Maestri e maestre in Italia dalla fine dell’Antico Regime alla salita al potere del Fascismo. Nascita e sviluppo di una professione.
DOI:
https://doi.org/10.5944/hme.1.2015.12817Parole chiave:
Maestri, Maestre, Formazione degli insegnanti, Associazionismo, Scuola elementare, ItaliaAbstract
L’articolo esamina il lento processo di professionalizzazione dei maestri elementari, a partire dalla frammentaria realtà educativa dell’antico regime sino all’affermarsi di un corpo insegnante fornito di una specifica preparazione e di un’identità collettiva. Un ruolo importante ebbe in questo processo lo Stato italiano, che si preoccupò di riqualificare gli insegnanti e preparare nuove leve all’altezza dell’impegnativo compito di combattere gli elevati livelli di analfabetismo e di favorire l’adesione del popolo ai valori su cui esso si fondava. La professione restava tuttavia poco pagata e precaria: anche per questo vi accorsero numerose le donne, le quali vi trovavano un’occupazione dignitosa e considerata adatto alla natura femminile, anche se l’ arrivo di ragazze sole nei piccoli paesi sfociò talora in persecuzioni che trovarono eco nella stampa e nella letteratura. L’innalzamento del livello culturale dei maestri rese più insopportabile la contraddizione tra l’esaltazione retorica del ruolo insegnante e le condizioni concrete della professione, e favorì il maturare di una coscienza di classe, cui contribuì anche la stampa magistrale.
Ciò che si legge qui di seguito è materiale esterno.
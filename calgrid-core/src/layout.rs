//! Month grid geometry.
//!
//! Coordinates follow PDF conventions: points, origin at the bottom-left of
//! the page, y growing upwards.

use chrono::Datelike;

use crate::month::YearMonth;

pub const COLUMNS: usize = 7;
pub const ROWS: usize = 6;
pub const CELLS: usize = COLUMNS * ROWS;

pub const POINTS_PER_INCH: f32 = 72.0;

/// ISO A4 in landscape orientation, in points
pub const A4_LANDSCAPE: (f32, f32) = (841.89, 595.28);

/// Day numbers of a month; rows are weeks starting on Sunday, 0 = no day.
pub type DayMatrix = [[u32; COLUMNS]; ROWS];

/// Page size and the fixed bands around the grid.
#[derive(Debug, Clone, Copy, PartialEq)]
pub struct PageGeometry {
    pub width: f32,
    pub height: f32,
    pub margin: f32,
    pub title_band: f32,
    pub weekday_band: f32,
}

impl Default for PageGeometry {
    fn default() -> Self {
        PageGeometry {
            width: A4_LANDSCAPE.0,
            height: A4_LANDSCAPE.1,
            margin: 0.5 * POINTS_PER_INCH,
            title_band: 0.5 * POINTS_PER_INCH,
            weekday_band: 0.3 * POINTS_PER_INCH,
        }
    }
}

impl PageGeometry {
    pub fn usable_width(&self) -> f32 {
        self.width - 2.0 * self.margin
    }

    pub fn usable_height(&self) -> f32 {
        self.height - 2.0 * self.margin - self.title_band - self.weekday_band
    }

    /// Baseline-independent center of the title band
    pub fn title_center_y(&self) -> f32 {
        self.height - self.margin - self.title_band / 2.0
    }

    pub fn weekday_center_y(&self) -> f32 {
        self.height - self.margin - self.title_band - self.weekday_band / 2.0
    }

    /// Top edge of the first grid row
    pub fn grid_top(&self) -> f32 {
        self.height - self.margin - self.title_band - self.weekday_band
    }
}

/// Position and size of one grid cell.
#[derive(Debug, Clone, Copy, PartialEq)]
pub struct CellGeometry {
    pub column: usize,
    pub row: usize,
    /// Left edge
    pub x: f32,
    /// Top edge
    pub y: f32,
    pub width: f32,
    pub height: f32,
}

impl CellGeometry {
    pub fn bottom(&self) -> f32 {
        self.y - self.height
    }
}

/// The 6×7 cells of a month page, row-major.
#[derive(Debug, Clone, PartialEq)]
pub struct Grid {
    cells: Vec<CellGeometry>,
    column_widths: [f32; COLUMNS],
}

impl Grid {
    /// Compute the cell geometry for `page`. Independent of the month shown.
    pub fn layout(page: &PageGeometry) -> Self {
        let usable_width = page.usable_width();
        let column_width = usable_width / COLUMNS as f32;
        let row_height = page.usable_height() / ROWS as f32;

        let mut column_widths = [column_width; COLUMNS];
        let others: f32 = column_widths[..COLUMNS - 1].iter().sum();
        column_widths[COLUMNS - 1] = usable_width - others;

        let mut column_x = [page.margin; COLUMNS];
        for column in 1..COLUMNS {
            column_x[column] = column_x[column - 1] + column_widths[column - 1];
        }

        let top = page.grid_top();
        let cells = (0..ROWS)
            .flat_map(|row| {
                (0..COLUMNS).map(move |column| CellGeometry {
                    column,
                    row,
                    x: column_x[column],
                    y: top - row as f32 * row_height,
                    width: column_widths[column],
                    height: row_height,
                })
            })
            .collect();

        Grid {
            cells,
            column_widths,
        }
    }

    pub fn cells(&self) -> &[CellGeometry] {
        &self.cells
    }

    pub fn cell(&self, row: usize, column: usize) -> Option<&CellGeometry> {
        if row >= ROWS || column >= COLUMNS {
            return None;
        }
        self.cells.get(row * COLUMNS + column)
    }

    pub fn column_widths(&self) -> &[f32; COLUMNS] {
        &self.column_widths
    }

    /// Horizontal center of a column
    pub fn column_center(&self, column: usize) -> f32 {
        self.cells
            .get(column)
            .map_or(0.0, |cell| cell.x + cell.width / 2.0)
    }
}

/// Lay out the days of `month` in weeks starting on Sunday.
///
/// Always six rows; cells before the first and after the last day are 0.
pub fn day_matrix(month: YearMonth) -> DayMatrix {
    let mut matrix = [[0; COLUMNS]; ROWS];
    let leading = month.first_day().weekday().num_days_from_sunday() as usize;

    for day in 1..=month.days_in_month() {
        let index = leading + day as usize - 1;
        matrix[index / COLUMNS][index % COLUMNS] = day;
    }

    matrix
}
Nel nuovo secolo si sviluppò un associazionismo sempre più combattivo, che ottenne significativi risultati ma fu minato dalle profonde divisioni all’interno della categoria, tra maschi e femmine, maestri urbani e rurali, cattolici e laici.
La contrapposizione al governo, sopita durante la guerra, si riaccese nel dopoguerra sino allo sciopero del 1919. Accusati di esprimere interessi corporativi e di trascurare gli interessi della scuola, gli insegnanti furono riportati all’ordine dalla riforma Gentile, tra i primi atti del Fascismo al potere.